This book by Paul Fearnhead, Christopher Nemeth, Chris Oates, and Chris Sherlock is part of the IMS Monograph series. And published by Cambridge University Press. It covers most recent developments in MCMC methods, namely stochastic gradient MCMC (Chap. 3), non-reversible MCMC (Chap. 4), continuous-time MCMC (Chap. 5), and assessing and improving MCMC (Chap. 6). I find the book remarkable in its attention to rigour and clarity, without falling into overly technical derivations. It is perfectly suited for a graduate course to students with a solid mathematical background.

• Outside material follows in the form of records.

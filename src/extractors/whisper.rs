use async_trait::async_trait;
use serde::{Deserialize, Serialize};
use std::fmt;
use std::path::Path;
use std::process::Stdio;
use std::str::FromStr;
use tokio::process::Command;

use super::{ToolError, Transcriber};
use crate::result::WithError;

/// Whisper model sizes
#[derive(Debug, Clone, Copy, PartialEq, Eq, Default, Serialize, Deserialize, clap::ValueEnum)]
#[serde(rename_all = "kebab-case")]
pub enum WhisperModel {
    Tiny,
    Base,
    Small,
    Medium,
    Large,
    #[default]
    Turbo,
    #[value(name = "large-v3")]
    #[serde(rename = "large-v3")]
    LargeV3,
}

impl WhisperModel {
    pub fn as_str(&self) -> &'static str {
        match self {
            WhisperModel::Tiny => "tiny",
            WhisperModel::Base => "base",
            WhisperModel::Small => "small",
            WhisperModel::Medium => "medium",
            WhisperModel::Large => "large",
            WhisperModel::Turbo => "turbo",
            WhisperModel::LargeV3 => "large-v3",
        }
    }
}

impl fmt::Display for WhisperModel {
    fn fmt(&self, f: &mut fmt::Formatter<'_>) -> fmt::Result {
        f.write_str(self.as_str())
    }
}

impl FromStr for WhisperModel {
    type Err = String;

    fn from_str(s: &str) -> Result<Self, Self::Err> {
        match s.trim().to_lowercase().as_str() {
            "tiny" => Ok(WhisperModel::Tiny),
            "base" => Ok(WhisperModel::Base),
            "small" => Ok(WhisperModel::Small),
            "medium" => Ok(WhisperModel::Medium),
            "large" => Ok(WhisperModel::Large),
            "turbo" => Ok(WhisperModel::Turbo),
            "large-v3" => Ok(WhisperModel::LargeV3),
            other => Err(format!("unknown whisper model '{}'", other)),
        }
    }
}

#[derive(Debug, Clone, Copy, PartialEq, Eq, Serialize, Deserialize)]
#[serde(rename_all = "lowercase")]
pub enum WhisperOutputFormat {
    Txt,
    Vtt,
    Srt,
    Tsv,
    Json,
    All,
}

impl WhisperOutputFormat {
    pub fn as_str(&self) -> &'static str {
        match self {
            WhisperOutputFormat::Txt => "txt",
            WhisperOutputFormat::Vtt => "vtt",
            WhisperOutputFormat::Srt => "srt",
            WhisperOutputFormat::Tsv => "tsv",
            WhisperOutputFormat::Json => "json",
            WhisperOutputFormat::All => "all",
        }
    }
}

#[derive(Debug, Clone, Copy, PartialEq, Eq, Serialize, Deserialize)]
#[serde(rename_all = "lowercase")]
pub enum WhisperTask {
    Transcribe,
    Translate,
}

#[derive(Debug, Clone, Copy, PartialEq, Eq, Serialize, Deserialize, clap::ValueEnum)]
#[serde(rename_all = "lowercase")]
pub enum WhisperDevice {
    Cpu,
    Cuda,
}

impl WhisperDevice {
    pub fn as_str(&self) -> &'static str {
        match self {
            WhisperDevice::Cpu => "cpu",
            WhisperDevice::Cuda => "cuda",
        }
    }
}

/// Options forwarded to the whisper CLI. Unset fields are left to whisper's defaults.
#[derive(Debug, Clone, Default, PartialEq)]
pub struct TranscribeOptions {
    pub model: Option<WhisperModel>,
    /// ISO code of the spoken language; detected when absent
    pub language: Option<String>,
    pub output_format: Option<WhisperOutputFormat>,
    pub task: Option<WhisperTask>,
    pub device: Option<WhisperDevice>,
    pub word_timestamps: Option<bool>,
    pub temperature: Option<f64>,
    pub beam_size: Option<u32>,
    pub best_of: Option<u32>,
    pub threads: Option<u32>,
    pub fp16: Option<bool>,
    pub verbose: Option<bool>,
    pub compression_ratio_threshold: Option<f64>,
    pub logprob_threshold: Option<f64>,
    pub no_speech_threshold: Option<f64>,
    pub initial_prompt: Option<String>,
    pub condition_on_previous_text: Option<bool>,
}

// whisper parses booleans with Python's spelling
fn py_bool(value: bool) -> String {
    if value { "True" } else { "False" }.to_string()
}

fn push_opt<T: ToString>(args: &mut Vec<String>, flag: &str, value: Option<T>) {
    if let Some(value) = value {
        args.push(flag.to_string());
        args.push(value.to_string());
    }
}

/// Build the whisper argument list; the media path always comes first.
pub fn build_whisper_args(media_path: &Path, output_dir: Option<&Path>, options: &TranscribeOptions) -> Vec<String> {
    let mut args = vec![media_path.to_string_lossy().into_owned()];

    push_opt(&mut args, "--model", options.model.map(|m| m.as_str()));
    push_opt(&mut args, "--language", options.language.as_deref());
    push_opt(&mut args, "--output_format", options.output_format.map(|f| f.as_str()));
    push_opt(&mut args, "--output_dir", output_dir.map(|d| d.to_string_lossy().into_owned()));
    push_opt(
        &mut args,
        "--task",
        options.task.map(|t| match t {
            WhisperTask::Transcribe => "transcribe",
            WhisperTask::Translate => "translate",
        }),
    );
    push_opt(&mut args, "--device", options.device.map(|d| d.as_str()));
    push_opt(&mut args, "--word_timestamps", options.word_timestamps.map(py_bool));
    push_opt(&mut args, "--temperature", options.temperature);
    push_opt(&mut args, "--beam_size", options.beam_size);
    push_opt(&mut args, "--best_of", options.best_of);
    push_opt(&mut args, "--threads", options.threads);
    push_opt(&mut args, "--fp16", options.fp16.map(py_bool));
    push_opt(&mut args, "--verbose", options.verbose.map(py_bool));
    push_opt(&mut args, "--compression_ratio_threshold", options.compression_ratio_threshold);
    push_opt(&mut args, "--logprob_threshold", options.logprob_threshold);
    push_opt(&mut args, "--no_speech_threshold", options.no_speech_threshold);
    if let Some(prompt) = options.initial_prompt.as_deref().filter(|p| !p.is_empty()) {
        args.push("--initial_prompt".to_string());
        args.push(prompt.to_string());
    }
    push_opt(
        &mut args,
        "--condition_on_previous_text",
        options.condition_on_previous_text.map(py_bool),
    );

    args
}

/// Speech-to-text backed by the openai-whisper executable
pub struct WhisperTranscriber {
    whisper_path: String,
}

impl WhisperTranscriber {
    pub fn new() -> Self {
        Self {
            whisper_path: "whisper".to_string(),
        }
    }

    pub fn with_binary(path: impl Into<String>) -> Self {
        Self {
            whisper_path: path.into(),
        }
    }
}

impl Default for WhisperTranscriber {
    fn default() -> Self {
        Self::new()
    }
}

#[async_trait]
impl Transcriber for WhisperTranscriber {
    async fn transcribe(
        &self,
        media_path: &Path,
        output_dir: &Path,
        options: &TranscribeOptions,
    ) -> WithError<String, ToolError> {
        let mut options = options.clone();
        options.output_format.get_or_insert(WhisperOutputFormat::Txt);
        let args = build_whisper_args(media_path, Some(output_dir), &options);

        tracing::info!(path = %media_path.display(), "Transcribing audio");
        tracing::debug!("whisper {}", args.join(" "));

        let output = Command::new(&self.whisper_path)
            .args(&args)
            .stdout(Stdio::piped())
            .stderr(Stdio::piped())
            .output()
            .await
            .map_err(|e| match e.kind() {
                std::io::ErrorKind::NotFound => ToolError::NotInstalled { tool: "whisper" },
                _ => ToolError::Io(e),
            })?;

        if !output.status.success() {
            return Err(ToolError::Failed {
                tool: "whisper",
                status: output.status.to_string(),
                stderr: String::from_utf8_lossy(&output.stderr).trim().to_string(),
            });
        }

        read_transcript(media_path, output_dir).await
    }
}

/// whisper writes `<output_dir>/<media stem>.txt`
pub(crate) async fn read_transcript(media_path: &Path, output_dir: &Path) -> WithError<String, ToolError> {
    let stem = media_path
        .file_stem()
        .and_then(|s| s.to_str())
        .ok_or_else(|| ToolError::Output(format!("invalid media path {}", media_path.display())))?;
    let transcript_path = output_dir.join(format!("{}.txt", stem));

    let text = tokio::fs::read_to_string(&transcript_path)
        .await
        .map_err(|e| ToolError::Output(format!("could not read {}: {}", transcript_path.display(), e)))?;

    Ok(text.trim().to_string())
}

#[cfg(test)]
mod tests {
    use super::*;
    use std::path::PathBuf;

    #[test]
    fn test_minimal_args() {
        let args = build_whisper_args(Path::new("/path/to/audio.m4a"), None, &TranscribeOptions::default());
        assert_eq!(args, vec!["/path/to/audio.m4a"]);
    }

    #[test]
    fn test_full_args_in_order() {
        let options = TranscribeOptions {
            model: Some(WhisperModel::LargeV3),
            language: Some("en".to_string()),
            output_format: Some(WhisperOutputFormat::Json),
            task: Some(WhisperTask::Translate),
            device: Some(WhisperDevice::Cuda),
            word_timestamps: Some(true),
            temperature: Some(0.0),
            beam_size: Some(5),
            best_of: Some(3),
            threads: Some(8),
            fp16: Some(false),
            verbose: Some(true),
            compression_ratio_threshold: Some(2.4),
            logprob_threshold: Some(-1.0),
            no_speech_threshold: Some(0.6),
            initial_prompt: Some("Cooking show".to_string()),
            condition_on_previous_text: Some(false),
        };

        let out = PathBuf::from("/output/directory");
        let args = build_whisper_args(Path::new("/path/complex audio.wav"), Some(&out), &options);

        assert_eq!(
            args,
            vec![
                "/path/complex audio.wav",
                "--model",
                "large-v3",
                "--language",
                "en",
                "--output_format",
                "json",
                "--output_dir",
                "/output/directory",
                "--task",
                "translate",
                "--device",
                "cuda",
                "--word_timestamps",
                "True",
                "--temperature",
                "0",
                "--beam_size",
                "5",
                "--best_of",
                "3",
                "--threads",
                "8",
                "--fp16",
                "False",
                "--verbose",
                "True",
                "--compression_ratio_threshold",
                "2.4",
                "--logprob_threshold",
                "-1",
                "--no_speech_threshold",
                "0.6",
                "--initial_prompt",
                "Cooking show",
                "--condition_on_previous_text",
                "False",
            ]
        );
    }

    #[test]
    fn test_model_from_str() {
        assert_eq!("large-v3".parse::<WhisperModel>(), Ok(WhisperModel::LargeV3));
        assert_eq!("Turbo".parse::<WhisperModel>(), Ok(WhisperModel::Turbo));
        assert!("huge".parse::<WhisperModel>().is_err());
    }

    #[tokio::test]
    async fn test_read_transcript_uses_media_stem() {
        let dir = tempfile::tempdir().unwrap();
        std::fs::write(dir.path().join("video.txt"), "  hello world\n").unwrap();

        let text = read_transcript(&dir.path().join("video.mp4"), dir.path()).await.unwrap();
        assert_eq!(text, "hello world");
    }

    #[tokio::test]
    async fn test_read_transcript_missing_file() {
        let dir = tempfile::tempdir().unwrap();
        let err = read_transcript(&dir.path().join("clip.mkv"), dir.path()).await.unwrap_err();
        assert!(err.to_string().contains("clip.txt"));
    }
}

In short, had I considered a new edition of our Monte Carlo Statistical Methods book to incorporate these advances, I could not done such a good job!
The first chapter provides a quick refresher of the background, from Monte Carlo principles, to Markov chains, SDEs, and the kernel “trick” (which requires a dozen pages of exposition). Nonetheless, it contains side remarks of true interest, including some suggestions I had not previously seen, as for instance an unusual introduction of the HMC algorithm as an underdamped Langevin diffusion. Chapter 2 prolongates this recap by covering reversible MCMC algorithms and the attached optimal scalings. This is done in a particularly friendly presentation that I intend to use in my own course. The HMC section is probably the best coverage I have seen on the topic, including most naturally the leapfrog steps.
Chapter 3 gets into stochastic gradient MCMC as an approximate MCMC, with nice arguments and formal convergence bounds. Again quite efficiently, if focussing almost solely on Gaussian settings (but including a neural network example). Similarly, Chapter 4 provides intuitive (if informal) arguments on the worth of non-reversible algorithms that are well-suited to a textbook of this level. This chapter introduces a PDMP sampler like the discrete bouncy particle sampler.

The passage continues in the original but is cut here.